Lecture – Prediction and Prevention of Psychosis in At-Risk Youth

Available with English captions.

Presented by Tyrone D. Cannon, PhD, Yale University – Visiting Scholar Series

Currently, clinicians can use interventions that can target the symptoms and functional impairments associated with psychosis. Yet, many clinicians and researchers are working on ways to prevent psychosis or address worsening symptoms. Much of this work is focused on helping young people who are at high risk for psychosis.

In this lecture, Cannon asserts that identifying predictors and understanding the brain mechanisms underlying the onset of psychosis are critical for the development of targeted preemptive interventions. Cannon is the Clark L. Hull Professor and Chair of the Department of Psychology at Yale University.

He explains that multivariate models have achieved high levels of predictive accuracy when applied to clinical high-risk for psychosis samples. These models include risk factors from clinical, demographic, neurocognitive, and psychosocial assessments. Cannon reports that an individualized risk calculator is available to scale the risk for certain cases. This calculator could aid in clinical decision making and drug trial design.

To show the value of these models, Cannon shares findings from the North American Prodrome Longitudinal Study (NAPLS). The study uses the CHR-P paradigm for case determination.

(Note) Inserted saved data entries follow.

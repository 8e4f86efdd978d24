//! Request construction and response handling for the push notifications
//! service.
//!
//! # Overview
//! Builds `HttpRequest` values and parses `HttpResponse` values without
//! touching the network (host-does-IO pattern). The caller executes the
//! actual HTTP round-trip, which keeps validation, wire framing and error
//! classification deterministic and testable.
//!
//! # Design
//! - `ClientConfig` is immutable once built and is the only state a
//!   `PushClient` holds.
//! - Each operation is split into `build_*` (validate, then produce a
//!   request) and `parse_*` (normalize the response), so the I/O boundary is
//!   explicit.
//! - Token generation is local and synchronous.

pub mod client;
pub mod config;
pub mod error;
pub mod http;
pub mod response;
pub mod token;
pub mod types;
pub mod validate;

pub use client::{PushClient, LIBRARY_HEADER, LIBRARY_ID};
pub use config::{ClientConfig, Scheme};
pub use error::{ApiError, ArgumentError, BoxError, ConfigError};
pub use http::{HttpMethod, HttpRequest, HttpResponse};
pub use types::{PublishRequest, TargetKind, Token};
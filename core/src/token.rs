//! Signed tokens that authenticate a user's devices to the service.
//!
//! Tokens are HS256 JWTs signed with the instance secret key. They are minted
//! locally and synchronously; nothing is cached.

use chrono::{Duration, Utc};
use jsonwebtoken::{encode, EncodingKey, Header};
use serde::{Deserialize, Serialize};

use crate::config::ClientConfig;
use crate::error::ApiError;
use crate::types::Token;
use crate::validate;

pub const TOKEN_TTL_HOURS: i64 = 24;

#[derive(Debug, Clone, PartialEq, Eq, Serialize, Deserialize)]
pub struct Claims {
    pub iss: String,
    pub sub: String,
    pub iat: i64,
    pub exp: i64,
}

/// Mint a token for `user_id`, valid for 24 hours.
///
/// Fails with an `ArgumentError` if `user_id` is empty or too long.
pub fn issue_token(config: &ClientConfig, user_id: &str) -> Result<Token, ApiError> {
    validate::user_id(user_id, false)?;

    let now = Utc::now();
    let claims = Claims {
        iss: config.token_issuer(),
        sub: user_id.to_owned(),
        iat: now.timestamp(),
        exp: (now + Duration::hours(TOKEN_TTL_HOURS)).timestamp(),
    };
    let token = encode(
        &Header::default(),
        &claims,
        &EncodingKey::from_secret(config.secret_key().as_bytes()),
    )?;
    Ok(Token { token })
}
//! The network boundary: executes a core `HttpRequest` and returns the raw
//! `HttpResponse`.
//!
//! # Design
//! `Transport` is the only place the facade suspends. Implementations collect
//! the whole body before returning and report connection failures as `Err`;
//! status codes are never treated as errors here, classification belongs to
//! `push_notifications_core::response`.

use std::future::Future;
use std::time::Duration;

use push_notifications_core::{BoxError, ClientConfig, HttpMethod, HttpRequest, HttpResponse};

pub trait Transport: Send + Sync {
    /// Send `request` to the endpoint described by `config`.
    fn send(
        &self,
        config: &ClientConfig,
        request: HttpRequest,
    ) -> impl Future<Output = Result<HttpResponse, BoxError>> + Send;
}

/// Default transport backed by a shared `reqwest::Client`.
///
/// No timeout is applied unless one is configured with `with_timeout`; a
/// stalled connection otherwise waits indefinitely.
#[derive(Debug, Clone, Default)]
pub struct ReqwestTransport {
    client: reqwest::Client,
    timeout: Option<Duration>,
}

impl ReqwestTransport {
    pub fn new() -> Self {
        Self::default()
    }

    pub fn with_client(client: reqwest::Client) -> Self {
        Self {
            client,
            timeout: None,
        }
    }

    /// Fail requests that take longer than `timeout` with a transport error.
    pub fn with_timeout(mut self, timeout: Duration) -> Self {
        self.timeout = Some(timeout);
        self
    }
}

impl Transport for ReqwestTransport {
    async fn send(
        &self,
        config: &ClientConfig,
        request: HttpRequest,
    ) -> Result<HttpResponse, BoxError> {
        let url = format!("{}{}", config.base_url(), request.path);
        let method = match request.method {
            HttpMethod::Post => reqwest::Method::POST,
            HttpMethod::Delete => reqwest::Method::DELETE,
        };

        let mut builder = self.client.request(method, url);
        for (name, value) in &request.headers {
            builder = builder.header(name.as_str(), value.as_str());
        }
        if let Some(body) = request.body {
            builder = builder.body(body);
        }
        if let Some(timeout) = self.timeout {
            builder = builder.timeout(timeout);
        }

        let response = builder.send().await?;
        let status = response.status().as_u16();
        let headers = response
            .headers()
            .iter()
            .filter_map(|(name, value)| {
                value
                    .to_str()
                    .ok()
                    .map(|value| (name.as_str().to_string(), value.to_string()))
            })
            .collect();
        let body = response.text().await?;

        Ok(HttpResponse {
            status,
            headers,
            body,
        })
    }
}
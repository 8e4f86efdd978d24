//! HTTP transport types for the host-does-IO pattern.
//!
//! # Design
//! These types describe HTTP requests and responses as plain data. The core
//! crate builds `HttpRequest` values and parses `HttpResponse` values without
//! ever touching the network. The host (the async facade in the
//! `push-notifications` crate, or a test executor) performs the actual I/O.
//!
//! `HttpRequest::path` is relative to the instance endpoint; the host joins it
//! with `ClientConfig::base_url`.

/// HTTP method for a request. The service API only needs these two.
#[derive(Debug, Clone, Copy, PartialEq, Eq)]
pub enum HttpMethod {
    Post,
    Delete,
}

impl HttpMethod {
    pub fn as_str(self) -> &'static str {
        match self {
            HttpMethod::Post => "POST",
            HttpMethod::Delete => "DELETE",
        }
    }
}

/// An HTTP request described as plain data.
///
/// Built fresh per call by `PushClient::build_*` and never modified
/// afterwards. Header order is significant and preserved.
#[derive(Debug, Clone, PartialEq, Eq)]
pub struct HttpRequest {
    pub method: HttpMethod,
    pub path: String,
    pub headers: Vec<(String, String)>,
    pub body: Option<String>,
}

impl HttpRequest {
    /// First header value matching `name`, compared case-insensitively.
    pub fn header(&self, name: &str) -> Option<&str> {
        self.headers
            .iter()
            .find(|(key, _)| key.eq_ignore_ascii_case(name))
            .map(|(_, value)| value.as_str())
    }
}

/// An HTTP response described as plain data.
///
/// The body is collected in full by the host before parsing.
#[derive(Debug, Clone)]
pub struct HttpResponse {
    pub status: u16,
    pub headers: Vec<(String, String)>,
    pub body: String,
}

impl HttpResponse {
    pub fn is_success(&self) -> bool {
        (200..300).contains(&self.status)
    }
}
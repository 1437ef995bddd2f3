//! # Configuration Module
//!
//! Runtime settings read from the environment (optionally seeded from a
//! `.env` file by `main`).

use anyhow::{anyhow, Context, Result};
use std::path::PathBuf;

use crate::relay::RelayMode;

pub const DEFAULT_ORDER_SEQ_PATH: &str = "order_seq.json";

/// Bot configuration
#[derive(Debug, Clone)]
pub struct BotConfig {
    /// Telegram bot token
    pub bot_token: String,
    /// Chat id of the single operator
    pub operator_chat_id: i64,
    /// JSON file holding the daily order sequence
    pub order_seq_path: PathBuf,
    /// URL or local path of the image sent when an order is done
    pub done_media: Option<String>,
    /// Whether a relay ends after one message or on an explicit end-chat
    pub relay_mode: RelayMode,
}

impl BotConfig {
    /// Load the configuration from process environment variables
    pub fn from_env() -> Result<Self> {
        Self::from_lookup(|key| std::env::var(key).ok())
    }

    /// Load the configuration from an arbitrary key lookup
    pub fn from_lookup<F>(lookup: F) -> Result<Self>
    where
        F: Fn(&str) -> Option<String>,
    {
        let non_empty = |key: &str| lookup(key).map(|v| v.trim().to_string()).filter(|v| !v.is_empty());

        let bot_token = non_empty("TELEGRAM_BOT_TOKEN").context("TELEGRAM_BOT_TOKEN must be set")?;

        let operator_chat_id = non_empty("OPERATOR_CHAT_ID")
            .context("OPERATOR_CHAT_ID must be set")?
            .parse::<i64>()
            .context("OPERATOR_CHAT_ID must be a numeric chat id")?;

        let order_seq_path = non_empty("ORDER_SEQ_PATH")
            .map(PathBuf::from)
            .unwrap_or_else(|| PathBuf::from(DEFAULT_ORDER_SEQ_PATH));

        let relay_mode = match non_empty("RELAY_MODE") {
            Some(value) => RelayMode::from_slug(&value)
                .ok_or_else(|| anyhow!("RELAY_MODE must be 'single' or 'toggled', got '{value}'"))?,
            None => RelayMode::default(),
        };

        Ok(Self {
            bot_token,
            operator_chat_id,
            order_seq_path,
            done_media: non_empty("DONE_MEDIA"),
            relay_mode,
        })
    }
}
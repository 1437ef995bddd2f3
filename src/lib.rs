//! # Shawarma Ordering Telegram Bot
//!
//! A Telegram bot that walks a customer through choosing food, delivery
//! details and a comment, then hands the order to a single operator who
//! moves it through its statuses and can message the customer.

pub mod action;
pub mod bot;
pub mod catalog;
pub mod config;
pub mod desk;
pub mod dialogue;
pub mod localization;
pub mod order_seq;
pub mod pricing;
pub mod registry;
pub mod relay;
pub mod sink;
pub mod wizard;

Watch now to learn more about:

  • The clinical high-risk for psychosis research paradigm
  • How clinical high-risk for psychosis (CHR-P) syndrome is diagnosed
  • Risk prediction and the NAPLS psychosis risk calculator
  • Structural and functional brain changes that precede and predict onset of psychosis
  • Future areas of study into psychosis detection and prevention

Cannon explains that at-risk individuals who convert to psychosis show elevated levels of proinflammatory cytokines. They also show disrupted cerebello-thalamo-cortical functional connectivity at baseline, compared with those who do not convert. Also, converters show a steeper rate of gray matter reduction, most prominent in the prefrontal cortex. This, in turn, is predicted by higher levels of inflammatory markers at baseline.

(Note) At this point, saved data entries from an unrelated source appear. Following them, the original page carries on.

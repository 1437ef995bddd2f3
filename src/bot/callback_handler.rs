//! Callback Handler module for processing inline keyboard callback queries

use anyhow::Result;
use std::sync::Arc;
use teloxide::prelude::*;
use tracing::{debug, warn};

// Import localization
use crate::localization::{t, t_args};

// Import core types
use crate::action::Action;
use crate::desk::OrderDesk;
use crate::dialogue::OrderDialogue;
use crate::relay::Party;
use crate::sink::MessageHandle;

use super::dialogue_manager::{handle_wizard_action, CallbackAnswer};

async fn open_relay(desk: &OrderDesk, q: &CallbackQuery, actor: i64, party: Party, order: &str) -> CallbackAnswer {
    if let Err(e) = desk.begin_relay(actor, party, order) {
        return CallbackAnswer::alert(e.user_message());
    }

    if let Some(message) = &q.message {
        let pressed = MessageHandle::new(message.chat().id.0, message.id().0);
        let _ = desk.refresh_controls(party, order, pressed).await;
    }

    match party {
        Party::Operator => CallbackAnswer::toast(t("relay-prompt-operator")),
        Party::Customer => CallbackAnswer::toast(t("relay-prompt-customer")),
    }
}

/// Handle callback queries from inline keyboards
pub async fn callback_handler(
    bot: Bot,
    q: CallbackQuery,
    desk: Arc<OrderDesk>,
    dialogue: OrderDialogue,
) -> Result<()> {
    let actor = q.from.id.0 as i64;
    let action = Action::parse(q.data.as_deref().unwrap_or(""));
    debug!(user_id = actor, action = ?action, "Received callback query from user");

    let answer = match &action {
        Action::SetStatus { order, status } => match desk.change_status(actor, order, *status).await {
            Ok(report) => Some(CallbackAnswer::toast(t_args(
                "operator-status-set",
                &[
                    ("order", &report.record.order_number),
                    ("status", &t(report.record.status.label_key())),
                ],
            ))),
            Err(e) => {
                warn!(user_id = actor, order = %order, error = %e, "Status change rejected");
                Some(CallbackAnswer::alert(e.user_message()))
            }
        },
        Action::MessageCustomer(order) => Some(open_relay(&desk, &q, actor, Party::Operator, order).await),
        Action::MessageOperator(order) => Some(open_relay(&desk, &q, actor, Party::Customer, order).await),
        Action::EndChat(order) => match desk.end_relay(actor, order).await {
            Ok(_) => Some(CallbackAnswer::toast(t("relay-ended"))),
            Err(e) => Some(CallbackAnswer::alert(e.user_message())),
        },
        Action::Unknown(raw) => {
            debug!(user_id = actor, data = %raw, "Ignoring unknown callback payload");
            None
        }
        _ => handle_wizard_action(&bot, &q, &desk, &dialogue, &action).await?,
    };

    // Answer the callback query to remove the loading state
    let mut request = bot.answer_callback_query(q.id.clone());
    if let Some(answer) = answer {
        request = request.text(answer.text).show_alert(answer.alert);
    }
    if let Err(e) = request.await {
        warn!(user_id = actor, error = %e, "Failed to answer callback query");
    }

    Ok(())
}
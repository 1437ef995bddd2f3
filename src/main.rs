use anyhow::Result;
use std::sync::Arc;
use teloxide::dispatching::dialogue::InMemStorage;
use teloxide::prelude::*;
use tracing::info;
use tracing_subscriber::EnvFilter;

use shawarma_bot::bot::{callback_handler, message_handler, TelegramSink};
use shawarma_bot::catalog::Catalog;
use shawarma_bot::config::BotConfig;
use shawarma_bot::desk::{DeskSettings, OrderDesk};
use shawarma_bot::dialogue::Session;
use shawarma_bot::order_seq::FileOrderCounter;

#[tokio::main]
async fn main() -> Result<()> {
    // Load environment variables from .env file
    dotenv::dotenv().ok();

    // Initialize logging
    tracing_subscriber::fmt()
        .with_env_filter(EnvFilter::try_from_default_env().unwrap_or_else(|_| EnvFilter::new("info")))
        .init();

    info!("Starting Shawarma ordering bot");

    let config = BotConfig::from_env()?;
    info!(
        operator = config.operator_chat_id,
        order_seq_path = %config.order_seq_path.display(),
        relay_mode = ?config.relay_mode,
        "Configuration loaded"
    );

    // Initialize the bot
    let bot = Bot::new(&config.bot_token);

    let desk = Arc::new(OrderDesk::new(
        DeskSettings {
            operator_id: config.operator_chat_id,
            done_media: config.done_media.clone(),
        },
        Arc::new(Catalog::standard()),
        Arc::new(FileOrderCounter::open(&config.order_seq_path)),
        config.relay_mode,
        Arc::new(TelegramSink::new(bot.clone())),
    ));

    info!("Bot initialized, starting dispatcher");

    let handler = dptree::entry()
        .branch(
            Update::filter_message()
                .enter_dialogue::<Message, InMemStorage<Session>, Session>()
                .endpoint(message_handler),
        )
        .branch(
            Update::filter_callback_query()
                .enter_dialogue::<CallbackQuery, InMemStorage<Session>, Session>()
                .endpoint(callback_handler),
        );

    Dispatcher::builder(bot, handler)
        .dependencies(dptree::deps![InMemStorage::<Session>::new(), desk])
        .enable_ctrlc_handler()
        .build()
        .dispatch()
        .await;

    Ok(())
}
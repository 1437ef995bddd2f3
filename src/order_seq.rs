//! # Order Sequence Module
//!
//! Produces human-readable order numbers `T<YYYYMMDD>-<seq>` where the
//! sequence restarts at 1 every calendar day and survives process restarts
//! through a small JSON file `{"date": "YYYYMMDD", "seq": n}`.

use chrono::{Local, NaiveDate};
use serde::{Deserialize, Serialize};
use std::fs;
use std::path::{Path, PathBuf};
use std::sync::Mutex;
use tracing::{debug, warn};

/// Source of unique order numbers
pub trait OrderCounter: Send + Sync {
    fn next_order_number(&self) -> String;
}

/// Persisted counter state
#[derive(Debug, Clone, Default, PartialEq, Eq, Serialize, Deserialize)]
pub struct SequenceState {
    pub date: String,
    pub seq: u32,
}

impl SequenceState {
    /// Advance to the next number for `today`, resetting on a new date
    pub fn advance(&mut self, today: NaiveDate) -> String {
        let date = today.format("%Y%m%d").to_string();
        if self.date != date {
            self.date = date;
            self.seq = 0;
        }
        self.seq += 1;
        format_order_number(&self.date, self.seq)
    }
}

pub fn format_order_number(date: &str, seq: u32) -> String {
    format!("T{date}-{seq:04}")
}

/// Order counter backed by a JSON file
#[derive(Debug)]
pub struct FileOrderCounter {
    path: PathBuf,
    state: Mutex<SequenceState>,
}

impl FileOrderCounter {
    /// Open the counter file, starting fresh when it is missing or unreadable
    pub fn open(path: impl AsRef<Path>) -> Self {
        let path = path.as_ref().to_path_buf();
        let state = Self::load(&path);
        debug!(path = %path.display(), date = %state.date, seq = state.seq, "Loaded order sequence");
        Self {
            path,
            state: Mutex::new(state),
        }
    }

    fn load(path: &Path) -> SequenceState {
        if !path.exists() {
            return SequenceState::default();
        }
        match fs::read_to_string(path)
            .map_err(anyhow::Error::from)
            .and_then(|content| serde_json::from_str(&content).map_err(anyhow::Error::from))
        {
            Ok(state) => state,
            Err(e) => {
                warn!(path = %path.display(), error = %e, "Order sequence file unreadable, starting a new sequence");
                SequenceState::default()
            }
        }
    }

    fn save(&self, state: &SequenceState) -> anyhow::Result<()> {
        let content = serde_json::to_string(state)?;
        fs::write(&self.path, content)?;
        Ok(())
    }

    /// Next order number for an explicit date
    pub fn next_for_date(&self, today: NaiveDate) -> String {
        let mut state = match self.state.lock() {
            Ok(guard) => guard,
            Err(poisoned) => poisoned.into_inner(),
        };
        let order_number = state.advance(today);
        if let Err(e) = self.save(&state) {
            warn!(path = %self.path.display(), error = %e, "Failed to persist order sequence");
        }
        order_number
    }
}

impl OrderCounter for FileOrderCounter {
    fn next_order_number(&self) -> String {
        self.next_for_date(Local::now().date_naive())
    }
}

According to Cannon, these findings encourage further work to identify novel targets for interventions related to neuroplasticity and neuroinflammation. Specifically, some of this work will focus on understanding whether changes in markers of inflammation or NMDA-dependent plasticity precede and predict changes in psychosis-relevant brain connectivity.

Future studies will examine whether biomarkers of this sort could be used to improve prediction of psychosis. Studies will also determine if these biomarkers could select interventions that target mechanisms that may be relevant to specific cases or subgroups of cases.